O casal perfeito

A solidão dos homens tem a medida da solidão de suas mulheres.

Isso eu disse e escrevi – e repito – em dezenas de palestras por este país afora. Aí me pedem para escrever sobre o casal perfeito: bom para quem gosta de desafios.

O casal perfeito seria o que sabe aceitar a solidão inevitável do ser humano, sem se sentir isolado do parceiro – ou sem se isolar dele? O casal perfeito seria o que entende, aceita, mas não se conforma, com o desgaste de qualquer convívio e qualquer união?

Talvez se possa começar por aí: não correr para o casamento, o namoro, o amante (não importa) imaginando que agora serão solucionados ou suavizados todos os problemas – a chatice da casa dos pais, as amigas ou amigos casando e tendo filhos, a mesmice do emprego, chegar sozinha às festas e sexo difícil e sem afeto.

Não cair nos braços do outro como quem cai na armadilha do “enfim nunca mais só!”, porque aí é que a coisa começa a ferver. Conviver é enfrentar o pior dos inimigos, o insidioso, o silencioso, o sempre à espreita, o incansável: o tédio, o desencanto, esse inimigo de dois rostos.

Passada a primeira fase de paixão (desculpem, mas ela passa, o que não significa tédio nem fim de tesão), a gente começa a amar de outro jeito. Ou a amar melhor; ou, aí é que a gente começa a amar. A querer bem; a apreciar; a respeitar; a valorizar; a mimar; a sentir falta; a conceder espaço; a querer que o outro cresça e não fique grudado na gente.

O cotidiano baixa sobre qualquer relação e qualquer vida, com a poeira do desencanto e do cansaço, do tédio. A conta a pagar, a empregada que não veio, o filho doente, a filha complicada, a mãe com Alzheimer, o pai deprimido ou simplesmente o emprego sem graça e o patrão de mau humor. E a gente explode e quer matar e morrer, quando cai aquela última gota – pode ser uma trivialíssima gota – e nos damos conta: nada mais é como era no começo.

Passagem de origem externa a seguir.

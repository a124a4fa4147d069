//! Subscription Handler
//!
//! Create, read, replace, delete and list subscriptions.

use std::sync::Arc;

use uuid::Uuid;

use crate::domain::{ListFilter, RequestContext, Subscription};
use crate::error::AppError;
use crate::store::SubscriptionRepository;

use super::{CreateSubscriptionCommand, UpdateSubscriptionCommand};

/// Handler for subscription lifecycle operations
pub struct SubscriptionHandler {
    repository: Arc<dyn SubscriptionRepository>,
}

impl SubscriptionHandler {
    pub fn new(repository: Arc<dyn SubscriptionRepository>) -> Self {
        Self { repository }
    }

    /// Validate and persist a new subscription
    pub async fn create(
        &self,
        command: CreateSubscriptionCommand,
        context: &RequestContext,
    ) -> Result<Subscription, AppError> {
        let new_subscription = command.into_new_subscription()?;
        let created = self.repository.create(new_subscription).await?;

        tracing::info!(
            request_id = context.request_id_or_dash(),
            subscription_id = %created.id,
            user_id = %created.user_id,
            service_name = %created.service_name,
            "Subscription created"
        );

        Ok(created)
    }

    /// Fetch one subscription
    pub async fn get(&self, id: Uuid) -> Result<Subscription, AppError> {
        Ok(self.repository.get(id).await?)
    }

    /// Replace all fields of an existing subscription
    pub async fn update(
        &self,
        command: UpdateSubscriptionCommand,
        context: &RequestContext,
    ) -> Result<Subscription, AppError> {
        let replacement = command.into_subscription()?;
        let updated = self.repository.update(replacement).await?;

        tracing::info!(
            request_id = context.request_id_or_dash(),
            subscription_id = %updated.id,
            "Subscription updated"
        );

        Ok(updated)
    }

    /// Remove a subscription
    pub async fn delete(&self, id: Uuid, context: &RequestContext) -> Result<(), AppError> {
        self.repository.delete(id).await?;

        tracing::info!(
            request_id = context.request_id_or_dash(),
            subscription_id = %id,
            "Subscription deleted"
        );

        Ok(())
    }

    /// List subscriptions (exact user, substring service name)
    pub async fn list(&self, filter: &ListFilter) -> Result<Vec<Subscription>, AppError> {
        Ok(self.repository.list(filter).await?)
    }
}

Nada foi como eu esperava. Não sei se quero continuar assim, mas também não sei o que fazer. Como a gente não desiste fácil, porque afinal somos guerreiros ou nem estaríamos mais aqui, e também porque há os filhos, os compromissos, a casa, a grana e até ainda o afeto, é preciso inventar um jeito de recomeçar, reconstruir.

Na verdade devia-se reconstruir todos os dias. Usar da criatividade numa relação. O problema é que, quando se fala em criatividade numa relação, a maioria pensa logo em inovações no sexo, mas transar é o resultado, não o meio. Um amigo disse no aniversário de sua mulher uma das coisas mais belas que ouvi: “Todos os dias de nosso casamento (de uns 40 anos), eu te escolhi de novo como minha mulher”.

Mas primeiro teríamos de nos escolher a nós mesmos diariamente. Ao menos de vez em quando sentar na cama ao acordar, pensar: como anda a minha vida? Quero continuar vivendo assim? Se não quero, o que posso fazer para melhorar? Quase sempre há coisas a melhorar, e quase sempre podem ser melhoradas.

Ainda que seja algo bem simples; ainda que seja mais complicado, como realizar o velho sonho de estudar, de abrir uma loja, de fazer uma viagem, de mudar de profissão.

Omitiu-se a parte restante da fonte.